Walnut Hill
No sight in the history of rifle shooting has been so roundly condemned as the open rear blade generally known as the “Rocky Mountain” or “buckhorn.” It’s known by other names, too, most of them unprintable. It has been around forever, and forever it has been reviled as not only poor for sighting a rifle, but an actual hindrance. Some riflemen even insist you’d be better off with no rear sight at all.
For those who have not had the pleasure, the buckhorn sight is fitted into a dovetail slot at the rear of the barrel. Instead of a simple leaf with a little ‘V’ notch, however, it has great soaring “ears” on each side, like the antlers of a red stag – hence the name. These ears blot out the surrounding countryside as well as most of the target while contributing nothing, allegedly, to the positioning of the front sight. In low light, they actually make it harder to see the front bead.
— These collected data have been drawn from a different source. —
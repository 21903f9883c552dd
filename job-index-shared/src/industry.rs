//! The closed set of industries a job can belong to.

use std::fmt;
use std::str::FromStr;

use serde::{Deserialize, Serialize};
use thiserror::Error;

/// Industry of a job posting.
///
/// Stored and indexed by its variant name (`"Software"`, `"Finance"`, ...).
#[derive(Debug, Clone, Copy, PartialEq, Eq, Hash, Serialize, Deserialize)]
pub enum Industry {
    Software,
    Manufacturing,
    Marketing,
    Education,
    Retail,
    Healthcare,
    Finance,
}

impl Industry {
    /// Every industry, in declaration order.
    pub const ALL: [Industry; 7] = [
        Industry::Software,
        Industry::Manufacturing,
        Industry::Marketing,
        Industry::Education,
        Industry::Retail,
        Industry::Healthcare,
        Industry::Finance,
    ];

    /// The stored and indexed representation.
    pub fn as_str(&self) -> &'static str {
        match self {
            Industry::Software => "Software",
            Industry::Manufacturing => "Manufacturing",
            Industry::Marketing => "Marketing",
            Industry::Education => "Education",
            Industry::Retail => "Retail",
            Industry::Healthcare => "Healthcare",
            Industry::Finance => "Finance",
        }
    }
}

impl fmt::Display for Industry {
    fn fmt(&self, f: &mut fmt::Formatter<'_>) -> fmt::Result {
        f.write_str(self.as_str())
    }
}

/// Returned when text does not name a known industry.
#[derive(Debug, Clone, PartialEq, Eq, Error)]
#[error("Unknown industry: {0:?}")]
pub struct ParseIndustryError(pub String);

impl FromStr for Industry {
    type Err = ParseIndustryError;

    /// Exact match first, then a case-insensitive match on the trimmed input.
    fn from_str(s: &str) -> Result<Self, Self::Err> {
        if let Some(industry) = Self::ALL.iter().find(|i| i.as_str() == s) {
            return Ok(*industry);
        }

        let trimmed = s.trim();
        Self::ALL
            .iter()
            .find(|i| i.as_str().eq_ignore_ascii_case(trimmed))
            .copied()
            .ok_or_else(|| ParseIndustryError(s.to_string()))
    }
}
There is a slightly modified version called the “semi-buckhorn,” the ears of which only go up about half as far but get in the way almost as much. If this was supposed to assuage the critics, it did not. I could quote many authorities but will limit myself to just one: Jack O’Connor wrote, “The worst open sight is the Rocky Mountain buckhorn or semi-buckhorn sight which blots out about three-fourths of the game, as these sights have big ‘horns’ or ‘ears’ sticking up on either side of the ‘U’ or ‘V’. Exactly what the function of those horns was supposed to have been in the first place, except to look fancy, I have not been able to dope out in forty years of melancholy brooding.”
But here’s the thing: Making a buckhorn sight is considerably more complicated and expensive than a simple standing leaf, so there must have been a reason and, one assumes, a good one.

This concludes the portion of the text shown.